James Allison "Jimmy" Hayes (born December 21, 1946) is a Republican politician from the state of Louisiana.

Born in Lafayette, Hayes graduated from the University of Louisiana at Lafayette (then the University of Southwestern Louisiana). He served in the Louisiana Air National Guard from 1968 to 1974. He was elected to the House of Representatives as a Democrat in 1986 for the seat vacated by John B. Breaux, the candidate chosen to succeed the retiring U.S. Senator Russell B. Long. Hayes led five opponents in the nonpartisan blanket primary, including fellow Democrats Margaret Lowenthal of Lake Charles and James David Cain of Dry Creek in Beauregard Parish, both of whom were state representatives, and a Republican, David Thibodaux of Lafayette.[1] In the general election, Hayes defeated Lowenthal, who had narrowly led Cain for the second position on the second round of balloting.

In 1990, Hayes again defeated David Thibodaux. The tally was 103,308 (58 percent) for Hayes, 68,430 (38 percent) for Thibodaux, and 7,364 (4 percent) for another Democrat, Johnny Myers.

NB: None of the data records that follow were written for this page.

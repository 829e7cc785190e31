//! Quote and volatility configuration.

use rust_decimal::Decimal;
use rust_decimal_macros::dec;
use serde::{Deserialize, Serialize};

use crate::error::{QuoteError, QuoteResult};

/// How volatility feeds into the spread bounds.
#[derive(Debug, Clone, Copy, Default, PartialEq, Eq, Serialize, Deserialize)]
#[serde(rename_all = "lowercase")]
pub enum SpreadMode {
    /// Configured bounds only; volatility is ignored.
    #[default]
    Fixed,
    /// Bounds scaled by the volatility factor.
    Dynamic,
    /// Fixed while inventory is small, dynamic when it is large, blended between.
    Hybrid,
}

/// Quote engine configuration.
#[derive(Debug, Clone, PartialEq, Serialize, Deserialize)]
pub struct QuoteConfig {
    /// Spread at the inventory balance point (ratio 0.5).
    #[serde(default = "default_base_spread")]
    pub base_spread: Decimal,

    /// Spread with no inventory on the widening side.
    #[serde(default = "default_min_spread")]
    pub min_spread: Decimal,

    /// Spread at full inventory on the widening side.
    #[serde(default = "default_max_spread")]
    pub max_spread: Decimal,

    /// Stock ratio that counts as full inventory.
    #[serde(default = "default_max_stock_ratio")]
    pub max_stock_ratio: Decimal,

    #[serde(default)]
    pub spread_mode: SpreadMode,

    /// Hybrid mode: below this inventory ratio the fixed bounds apply.
    #[serde(default = "default_inventory_safe_threshold")]
    pub inventory_safe_threshold: Decimal,

    /// Hybrid mode: above this inventory ratio the dynamic bounds apply.
    #[serde(default = "default_inventory_risk_threshold")]
    pub inventory_risk_threshold: Decimal,

    /// Volatility factor = 1 + volatility * sensitivity, before clamping.
    #[serde(default = "default_volatility_sensitivity")]
    pub volatility_sensitivity: Decimal,

    #[serde(default = "default_factor_floor")]
    pub factor_floor: Decimal,

    #[serde(default = "default_factor_cap")]
    pub factor_cap: Decimal,

    /// Dynamic bounds never go below this spread.
    #[serde(default = "default_allowed_min_spread")]
    pub allowed_min_spread: Decimal,

    /// Dynamic bounds never go above this spread.
    #[serde(default = "default_allowed_max_spread")]
    pub allowed_max_spread: Decimal,
}

fn default_base_spread() -> Decimal {
    dec!(0.001)
}

fn default_min_spread() -> Decimal {
    dec!(0.0008)
}

fn default_max_spread() -> Decimal {
    dec!(0.003)
}

fn default_max_stock_ratio() -> Decimal {
    dec!(0.25)
}

fn default_inventory_safe_threshold() -> Decimal {
    dec!(0.4)
}

fn default_inventory_risk_threshold() -> Decimal {
    dec!(0.7)
}

fn default_volatility_sensitivity() -> Decimal {
    dec!(10)
}

fn default_factor_floor() -> Decimal {
    dec!(0.5)
}

fn default_factor_cap() -> Decimal {
    dec!(2.0)
}

fn default_allowed_min_spread() -> Decimal {
    dec!(0.0002)
}

fn default_allowed_max_spread() -> Decimal {
    dec!(0.1)
}

impl Default for QuoteConfig {
    fn default() -> Self {
        Self {
            base_spread: default_base_spread(),
            min_spread: default_min_spread(),
            max_spread: default_max_spread(),
            max_stock_ratio: default_max_stock_ratio(),
            spread_mode: SpreadMode::default(),
            inventory_safe_threshold: default_inventory_safe_threshold(),
            inventory_risk_threshold: default_inventory_risk_threshold(),
            volatility_sensitivity: default_volatility_sensitivity(),
            factor_floor: default_factor_floor(),
            factor_cap: default_factor_cap(),
            allowed_min_spread: default_allowed_min_spread(),
            allowed_max_spread: default_allowed_max_spread(),
        }
    }
}

impl QuoteConfig {
    /// Reject configurations the engine must not trade with.
    pub fn validate(&self) -> QuoteResult<()> {
        let invalid = |msg: String| Err(QuoteError::InvalidConfig(msg));

        if self.min_spread <= Decimal::ZERO {
            return invalid(format!("min_spread must be positive, got {}", self.min_spread));
        }
        if !(self.min_spread <= self.base_spread && self.base_spread <= self.max_spread) {
            return invalid(format!(
                "spreads must satisfy min <= base <= max, got {} / {} / {}",
                self.min_spread, self.base_spread, self.max_spread
            ));
        }
        if self.max_spread >= Decimal::ONE {
            return invalid(format!("max_spread must be below 1, got {}", self.max_spread));
        }
        if self.max_stock_ratio <= Decimal::ZERO || self.max_stock_ratio > Decimal::ONE {
            return invalid(format!(
                "max_stock_ratio must be in (0, 1], got {}",
                self.max_stock_ratio
            ));
        }
        if self.inventory_safe_threshold < Decimal::ZERO
            || self.inventory_risk_threshold > Decimal::ONE
            || self.inventory_safe_threshold >= self.inventory_risk_threshold
        {
            return invalid(format!(
                "hybrid thresholds must satisfy 0 <= safe < risk <= 1, got {} / {}",
                self.inventory_safe_threshold, self.inventory_risk_threshold
            ));
        }
        if self.volatility_sensitivity < Decimal::ZERO {
            return invalid("volatility_sensitivity must not be negative".to_string());
        }
        if self.factor_floor <= Decimal::ZERO || self.factor_floor > self.factor_cap {
            return invalid(format!(
                "volatility factor bounds must satisfy 0 < floor <= cap, got {} / {}",
                self.factor_floor, self.factor_cap
            ));
        }
        if self.allowed_min_spread <= Decimal::ZERO
            || self.allowed_min_spread > self.allowed_max_spread
        {
            return invalid(format!(
                "allowed spread range must satisfy 0 < min <= max, got {} / {}",
                self.allowed_min_spread, self.allowed_max_spread
            ));
        }
        Ok(())
    }
}

/// Volatility tracker configuration.
#[derive(Debug, Clone, PartialEq, Serialize, Deserialize)]
pub struct VolatilityConfig {
    /// Number of true ranges averaged into the ATR.
    #[serde(default = "default_atr_period")]
    pub atr_period: usize,

    /// Candle window length.
    #[serde(default = "default_max_candles")]
    pub max_candles: usize,

    /// Candles required before any volatility is reported.
    #[serde(default = "default_min_candles")]
    pub min_candles: usize,

    #[serde(default = "default_true")]
    pub smoothing_enabled: bool,

    /// Weight of the newest value in exponential smoothing.
    #[serde(default = "default_smoothing_factor")]
    pub smoothing_factor: Decimal,

    /// Volatility samples retained.
    #[serde(default = "default_max_samples")]
    pub max_samples: usize,

    /// Candle timeframe requested from the gateway.
    #[serde(default = "default_timeframe")]
    pub timeframe: String,

    /// Historical candles fetched at startup.
    #[serde(default = "default_history_candles")]
    pub history_candles: usize,
}

fn default_atr_period() -> usize {
    10
}

fn default_max_candles() -> usize {
    50
}

fn default_min_candles() -> usize {
    10
}

fn default_true() -> bool {
    true
}

fn default_smoothing_factor() -> Decimal {
    dec!(0.1)
}

fn default_max_samples() -> usize {
    20
}

fn default_timeframe() -> String {
    "1m".to_string()
}

fn default_history_candles() -> usize {
    20
}

impl Default for VolatilityConfig {
    fn default() -> Self {
        Self {
            atr_period: default_atr_period(),
            max_candles: default_max_candles(),
            min_candles: default_min_candles(),
            smoothing_enabled: default_true(),
            smoothing_factor: default_smoothing_factor(),
            max_samples: default_max_samples(),
            timeframe: default_timeframe(),
            history_candles: default_history_candles(),
        }
    }
}

impl VolatilityConfig {
    pub fn validate(&self) -> QuoteResult<()> {
        let invalid = |msg: String| Err(QuoteError::InvalidVolatilityConfig(msg));

        if self.atr_period == 0 {
            return invalid("atr_period must be at least 1".to_string());
        }
        if self.min_candles == 0 || self.min_candles > self.max_candles {
            return invalid(format!(
                "candle window must satisfy 1 <= min_candles <= max_candles, got {} / {}",
                self.min_candles, self.max_candles
            ));
        }
        if self.smoothing_factor <= Decimal::ZERO || self.smoothing_factor > Decimal::ONE {
            return invalid(format!(
                "smoothing_factor must be in (0, 1], got {}",
                self.smoothing_factor
            ));
        }
        if self.max_samples == 0 {
            return invalid("max_samples must be at least 1".to_string());
        }
        Ok(())
    }
}

#[cfg(test)]
mod tests {
    use super::*;

    #[test]
    fn test_default_config() {
        let config = QuoteConfig::default();
        assert_eq!(config.base_spread, dec!(0.001));
        assert_eq!(config.min_spread, dec!(0.0008));
        assert_eq!(config.max_spread, dec!(0.003));
        assert_eq!(config.max_stock_ratio, dec!(0.25));
        assert_eq!(config.spread_mode, SpreadMode::Fixed);
        assert!(config.validate().is_ok());
    }

    #[test]
    fn test_deserialize_partial_toml() {
        let toml_str = r#"
            base_spread = "0.002"
            spread_mode = "hybrid"
        "#;
        let config: QuoteConfig = toml::from_str(toml_str).unwrap();
        assert_eq!(config.base_spread, dec!(0.002));
        assert_eq!(config.spread_mode, SpreadMode::Hybrid);
        assert_eq!(config.min_spread, dec!(0.0008));
    }

    #[test]
    fn test_validate_rejects_unordered_spreads() {
        let config = QuoteConfig {
            min_spread: dec!(0.002),
            base_spread: dec!(0.001),
            ..Default::default()
        };
        assert!(matches!(
            config.validate(),
            Err(QuoteError::InvalidConfig(_))
        ));
    }

    #[test]
    fn test_validate_rejects_non_positive_ratio() {
        let config = QuoteConfig {
            max_stock_ratio: Decimal::ZERO,
            ..Default::default()
        };
        assert!(config.validate().is_err());
    }

    #[test]
    fn test_validate_rejects_inverted_thresholds() {
        let config = QuoteConfig {
            inventory_safe_threshold: dec!(0.8),
            inventory_risk_threshold: dec!(0.7),
            ..Default::default()
        };
        assert!(config.validate().is_err());
    }

    #[test]
    fn test_volatility_defaults() {
        let config = VolatilityConfig::default();
        assert_eq!(config.atr_period, 10);
        assert_eq!(config.max_candles, 50);
        assert_eq!(config.min_candles, 10);
        assert!(config.smoothing_enabled);
        assert_eq!(config.smoothing_factor, dec!(0.1));
        assert_eq!(config.timeframe, "1m");
        assert!(config.validate().is_ok());
    }

    #[test]
    fn test_volatility_validate_rejects_zero_period() {
        let config = VolatilityConfig {
            atr_period: 0,
            ..Default::default()
        };
        assert!(matches!(
            config.validate(),
            Err(QuoteError::InvalidVolatilityConfig(_))
        ));
    }
}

In 1992, Hayes defeated his own brother, Fredric Hayes, a Republican, with whom he had quarreled. Hayes received 84,149 (73 percent) to his brother's 23,870 (21 percent). A second Republican, Robert J. "Bob" Nain, polled 7,184 votes (6 percent).

In 1994 Hayes defeated a comeback bid by former Congressman Clyde C. Holloway of Forest Hill in Rapides Parish, Holloway's Louisiana's 8th congressional district having been eliminated and dismembered after the 1990 United States Census. Hayes polled 72,424 votes (53 percent) to Holloway's 54,253 (40 percent). Another 7 percent of voters supported a candidate who ran as "no party." In that same election, Hayes' former rival, David Thibodaux, was elected without opposition to the Lafayette Parish School Board.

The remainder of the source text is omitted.